§ Task
Reproduce each line below with no alterations.
--*--
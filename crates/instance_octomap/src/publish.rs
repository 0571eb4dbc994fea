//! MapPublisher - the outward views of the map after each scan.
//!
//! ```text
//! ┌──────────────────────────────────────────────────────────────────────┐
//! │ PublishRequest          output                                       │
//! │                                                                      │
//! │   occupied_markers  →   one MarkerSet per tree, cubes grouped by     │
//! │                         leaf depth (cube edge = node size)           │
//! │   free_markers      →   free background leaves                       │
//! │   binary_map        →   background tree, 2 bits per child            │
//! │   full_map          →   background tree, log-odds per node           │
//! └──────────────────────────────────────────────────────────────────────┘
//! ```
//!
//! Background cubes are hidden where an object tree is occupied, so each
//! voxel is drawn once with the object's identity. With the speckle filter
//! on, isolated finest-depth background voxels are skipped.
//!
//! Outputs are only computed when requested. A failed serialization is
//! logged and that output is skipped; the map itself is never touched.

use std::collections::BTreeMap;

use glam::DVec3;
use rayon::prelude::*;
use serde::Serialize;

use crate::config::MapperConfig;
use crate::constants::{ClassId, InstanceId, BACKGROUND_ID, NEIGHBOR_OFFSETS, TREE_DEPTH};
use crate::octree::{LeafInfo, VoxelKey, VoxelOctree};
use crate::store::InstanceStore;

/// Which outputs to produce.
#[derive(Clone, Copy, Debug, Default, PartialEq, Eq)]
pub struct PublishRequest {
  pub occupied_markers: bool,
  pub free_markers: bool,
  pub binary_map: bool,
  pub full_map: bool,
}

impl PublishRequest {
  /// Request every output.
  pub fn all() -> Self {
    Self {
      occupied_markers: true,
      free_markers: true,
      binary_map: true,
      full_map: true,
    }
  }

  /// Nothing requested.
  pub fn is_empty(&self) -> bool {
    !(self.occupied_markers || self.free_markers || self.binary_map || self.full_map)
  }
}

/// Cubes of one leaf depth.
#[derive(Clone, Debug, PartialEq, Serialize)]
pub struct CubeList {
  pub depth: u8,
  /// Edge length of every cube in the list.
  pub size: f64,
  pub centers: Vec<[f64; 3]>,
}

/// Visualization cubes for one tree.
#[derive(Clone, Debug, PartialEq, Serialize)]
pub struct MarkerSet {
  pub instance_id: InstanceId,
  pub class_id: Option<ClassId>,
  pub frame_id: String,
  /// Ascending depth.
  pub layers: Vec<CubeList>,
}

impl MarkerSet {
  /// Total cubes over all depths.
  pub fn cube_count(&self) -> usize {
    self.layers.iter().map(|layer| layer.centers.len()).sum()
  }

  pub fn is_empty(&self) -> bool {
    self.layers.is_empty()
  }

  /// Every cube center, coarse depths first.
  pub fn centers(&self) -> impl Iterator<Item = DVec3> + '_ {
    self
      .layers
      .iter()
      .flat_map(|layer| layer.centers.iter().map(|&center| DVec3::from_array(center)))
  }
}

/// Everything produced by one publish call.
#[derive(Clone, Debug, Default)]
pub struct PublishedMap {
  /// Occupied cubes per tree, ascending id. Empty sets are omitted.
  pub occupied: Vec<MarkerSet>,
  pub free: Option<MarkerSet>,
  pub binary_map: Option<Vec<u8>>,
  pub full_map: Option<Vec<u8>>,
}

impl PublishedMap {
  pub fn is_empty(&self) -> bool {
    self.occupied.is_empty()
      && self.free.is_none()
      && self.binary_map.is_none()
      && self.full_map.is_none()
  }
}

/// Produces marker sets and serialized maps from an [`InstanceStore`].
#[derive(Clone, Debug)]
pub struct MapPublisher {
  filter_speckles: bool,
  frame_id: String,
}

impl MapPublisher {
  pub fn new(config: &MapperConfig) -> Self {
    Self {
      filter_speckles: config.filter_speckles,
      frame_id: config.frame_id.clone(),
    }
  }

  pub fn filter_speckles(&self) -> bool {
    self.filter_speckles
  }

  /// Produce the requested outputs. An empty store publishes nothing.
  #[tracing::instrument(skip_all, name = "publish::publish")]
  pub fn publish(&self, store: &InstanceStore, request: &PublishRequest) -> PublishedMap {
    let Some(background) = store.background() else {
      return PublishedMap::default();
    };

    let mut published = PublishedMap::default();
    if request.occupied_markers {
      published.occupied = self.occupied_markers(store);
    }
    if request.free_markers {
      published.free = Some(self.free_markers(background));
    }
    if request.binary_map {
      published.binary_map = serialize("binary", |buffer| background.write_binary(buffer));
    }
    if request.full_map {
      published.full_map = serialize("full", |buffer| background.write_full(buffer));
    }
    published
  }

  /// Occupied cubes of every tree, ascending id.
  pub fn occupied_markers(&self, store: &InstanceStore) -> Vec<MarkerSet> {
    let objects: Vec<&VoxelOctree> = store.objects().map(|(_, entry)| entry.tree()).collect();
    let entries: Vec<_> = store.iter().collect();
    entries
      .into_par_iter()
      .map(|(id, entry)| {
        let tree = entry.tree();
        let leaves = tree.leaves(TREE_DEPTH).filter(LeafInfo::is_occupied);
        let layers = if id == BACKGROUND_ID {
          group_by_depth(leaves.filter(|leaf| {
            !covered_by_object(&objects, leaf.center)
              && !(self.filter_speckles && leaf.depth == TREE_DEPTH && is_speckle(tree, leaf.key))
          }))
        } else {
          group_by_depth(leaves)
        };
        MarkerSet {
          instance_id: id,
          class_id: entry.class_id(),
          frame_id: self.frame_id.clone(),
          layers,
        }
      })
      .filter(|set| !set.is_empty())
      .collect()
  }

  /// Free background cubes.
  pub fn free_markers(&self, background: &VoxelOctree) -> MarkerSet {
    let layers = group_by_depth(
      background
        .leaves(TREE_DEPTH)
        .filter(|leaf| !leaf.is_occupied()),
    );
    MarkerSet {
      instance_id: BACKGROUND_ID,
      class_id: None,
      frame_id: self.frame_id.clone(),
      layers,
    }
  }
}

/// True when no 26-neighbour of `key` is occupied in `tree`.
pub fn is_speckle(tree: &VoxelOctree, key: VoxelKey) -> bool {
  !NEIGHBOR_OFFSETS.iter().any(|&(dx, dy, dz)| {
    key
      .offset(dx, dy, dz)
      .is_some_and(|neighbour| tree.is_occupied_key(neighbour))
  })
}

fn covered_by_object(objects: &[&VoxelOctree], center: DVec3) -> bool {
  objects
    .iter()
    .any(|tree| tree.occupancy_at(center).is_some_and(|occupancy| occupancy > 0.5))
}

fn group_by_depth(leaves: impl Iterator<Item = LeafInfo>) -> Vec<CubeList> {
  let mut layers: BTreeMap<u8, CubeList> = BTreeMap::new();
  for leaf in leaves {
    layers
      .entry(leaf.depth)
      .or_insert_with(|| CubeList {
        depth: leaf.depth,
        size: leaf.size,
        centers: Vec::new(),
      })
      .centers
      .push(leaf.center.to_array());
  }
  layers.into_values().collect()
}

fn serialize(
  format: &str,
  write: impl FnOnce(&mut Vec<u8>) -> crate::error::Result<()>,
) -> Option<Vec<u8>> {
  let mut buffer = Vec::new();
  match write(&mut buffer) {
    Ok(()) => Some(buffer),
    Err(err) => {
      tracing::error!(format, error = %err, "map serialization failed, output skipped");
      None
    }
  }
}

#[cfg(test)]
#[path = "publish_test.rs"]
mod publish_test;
--*--
§ Answer to this exercise
filename crates/instance_octomap/src/publish.rs
repository 0571eb4dbc994fea
//! MapPublisher - the outward views of the map after each scan.
//!
//! ```text
//! ┌──────────────────────────────────────────────────────────────────────┐
//! │ PublishRequest          output                                       │
//! │                                                                      │
//! │   occupied_markers  →   one MarkerSet per tree, cubes grouped by     │
//! │                         leaf depth (cube edge = node size)           │
//! │   free_markers      →   free background leaves                       │
//! │   binary_map        →   background tree, 2 bits per child            │
//! │   full_map          →   background tree, log-odds per node           │
//! └──────────────────────────────────────────────────────────────────────┘
//! ```
//!
//! Background cubes are hidden where an object tree is occupied, so each
//! voxel is drawn once with the object's identity. With the speckle filter
//! on, isolated finest-depth background voxels are skipped.
//!
//! Outputs are only computed when requested. A failed serialization is
//! logged and that output is skipped; the map itself is never touched.

use std::collections::BTreeMap;

use glam::DVec3;
use rayon::prelude::*;
use serde::Serialize;

use crate::config::MapperConfig;
use crate::constants::{ClassId, InstanceId, BACKGROUND_ID, NEIGHBOR_OFFSETS, TREE_DEPTH};
use crate::octree::{LeafInfo, VoxelKey, VoxelOctree};
use crate::store::InstanceStore;

/// Which outputs to produce.
#[derive(Clone, Copy, Debug, Default, PartialEq, Eq)]
pub struct PublishRequest {
  pub occupied_markers: bool,
  pub free_markers: bool,
  pub binary_map: bool,
  pub full_map: bool,
}

impl PublishRequest {
  /// Request every output.
  pub fn all() -> Self {
    Self {
      occupied_markers: true,
      free_markers: true,
      binary_map: true,
      full_map: true,
    }
  }

  /// Nothing requested.
  pub fn is_empty(&self) -> bool {
    !(self.occupied_markers || self.free_markers || self.binary_map || self.full_map)
  }
}

/// Cubes of one leaf depth.
#[derive(Clone, Debug, PartialEq, Serialize)]
pub struct CubeList {
  pub depth: u8,
  /// Edge length of every cube in the list.
  pub size: f64,
  pub centers: Vec<[f64; 3]>,
}

/// Visualization cubes for one tree.
#[derive(Clone, Debug, PartialEq, Serialize)]
pub struct MarkerSet {
  pub instance_id: InstanceId,
  pub class_id: Option<ClassId>,
  pub frame_id: String,
  /// Ascending depth.
  pub layers: Vec<CubeList>,
}

impl MarkerSet {
  /// Total cubes over all depths.
  pub fn cube_count(&self) -> usize {
    self.layers.iter().map(|layer| layer.centers.len()).sum()
  }

  pub fn is_empty(&self) -> bool {
    self.layers.is_empty()
  }

  /// Every cube center, coarse depths first.
  pub fn centers(&self) -> impl Iterator<Item = DVec3> + '_ {
    self
      .layers
      .iter()
      .flat_map(|layer| layer.centers.iter().map(|&center| DVec3::from_array(center)))
  }
}

/// Everything produced by one publish call.
#[derive(Clone, Debug, Default)]
pub struct PublishedMap {
  /// Occupied cubes per tree, ascending id. Empty sets are omitted.
  pub occupied: Vec<MarkerSet>,
  pub free: Option<MarkerSet>,
  pub binary_map: Option<Vec<u8>>,
  pub full_map: Option<Vec<u8>>,
}

impl PublishedMap {
  pub fn is_empty(&self) -> bool {
    self.occupied.is_empty()
      && self.free.is_none()
      && self.binary_map.is_none()
      && self.full_map.is_none()
  }
}

/// Produces marker sets and serialized maps from an [`InstanceStore`].
#[derive(Clone, Debug)]
pub struct MapPublisher {
  filter_speckles: bool,
  frame_id: String,
}

impl MapPublisher {
  pub fn new(config: &MapperConfig) -> Self {
    Self {
      filter_speckles: config.filter_speckles,
      frame_id: config.frame_id.clone(),
    }
  }

  pub fn filter_speckles(&self) -> bool {
    self.filter_speckles
  }

  /// Produce the requested outputs. An empty store publishes nothing.
  #[tracing::instrument(skip_all, name = "publish::publish")]
  pub fn publish(&self, store: &InstanceStore, request: &PublishRequest) -> PublishedMap {
    let Some(background) = store.background() else {
      return PublishedMap::default();
    };

    let mut published = PublishedMap::default();
    if request.occupied_markers {
      published.occupied = self.occupied_markers(store);
    }
    if request.free_markers {
      published.free = Some(self.free_markers(background));
    }
    if request.binary_map {
      published.binary_map = serialize("binary", |buffer| background.write_binary(buffer));
    }
    if request.full_map {
      published.full_map = serialize("full", |buffer| background.write_full(buffer));
    }
    published
  }

  /// Occupied cubes of every tree, ascending id.
  pub fn occupied_markers(&self, store: &InstanceStore) -> Vec<MarkerSet> {
    let objects: Vec<&VoxelOctree> = store.objects().map(|(_, entry)| entry.tree()).collect();
    let entries: Vec<_> = store.iter().collect();
    entries
      .into_par_iter()
      .map(|(id, entry)| {
        let tree = entry.tree();
        let leaves = tree.leaves(TREE_DEPTH).filter(LeafInfo::is_occupied);
        let layers = if id == BACKGROUND_ID {
          group_by_depth(leaves.filter(|leaf| {
            !covered_by_object(&objects, leaf.center)
              && !(self.filter_speckles && leaf.depth == TREE_DEPTH && is_speckle(tree, leaf.key))
          }))
        } else {
          group_by_depth(leaves)
        };
        MarkerSet {
          instance_id: id,
          class_id: entry.class_id(),
          frame_id: self.frame_id.clone(),
          layers,
        }
      })
      .filter(|set| !set.is_empty())
      .collect()
  }

  /// Free background cubes.
  pub fn free_markers(&self, background: &VoxelOctree) -> MarkerSet {
    let layers = group_by_depth(
      background
        .leaves(TREE_DEPTH)
        .filter(|leaf| !leaf.is_occupied()),
    );
    MarkerSet {
      instance_id: BACKGROUND_ID,
      class_id: None,
      frame_id: self.frame_id.clone(),
      layers,
    }
  }
}

/// True when no 26-neighbour of `key` is occupied in `tree`.
pub fn is_speckle(tree: &VoxelOctree, key: VoxelKey) -> bool {
  !NEIGHBOR_OFFSETS.iter().any(|&(dx, dy, dz)| {
    key
      .offset(dx, dy, dz)
      .is_some_and(|neighbour| tree.is_occupied_key(neighbour))
  })
}

fn covered_by_object(objects: &[&VoxelOctree], center: DVec3) -> bool {
  objects
    .iter()
    .any(|tree| tree.occupancy_at(center).is_some_and(|occupancy| occupancy > 0.5))
}

fn group_by_depth(leaves: impl Iterator<Item = LeafInfo>) -> Vec<CubeList> {
  let mut layers: BTreeMap<u8, CubeList> = BTreeMap::new();
  for leaf in leaves {
    layers
      .entry(leaf.depth)
      .or_insert_with(|| CubeList {
        depth: leaf.depth,
        size: leaf.size,
        centers: Vec::new(),
      })
      .centers
      .push(leaf.center.to_array());
  }
  layers.into_values().collect()
}

fn serialize(
  format: &str,
  write: impl FnOnce(&mut Vec<u8>) -> crate::error::Result<()>,
) -> Option<Vec<u8>> {
  let mut buffer = Vec::new();
  match write(&mut buffer) {
    Ok(()) => Some(buffer),
    Err(err) => {
      tracing::error!(format, error = %err, "map serialization failed, output skipped");
      None
    }
  }
}

#[cfg(test)]
#[path = "publish_test.rs"]
mod publish_test;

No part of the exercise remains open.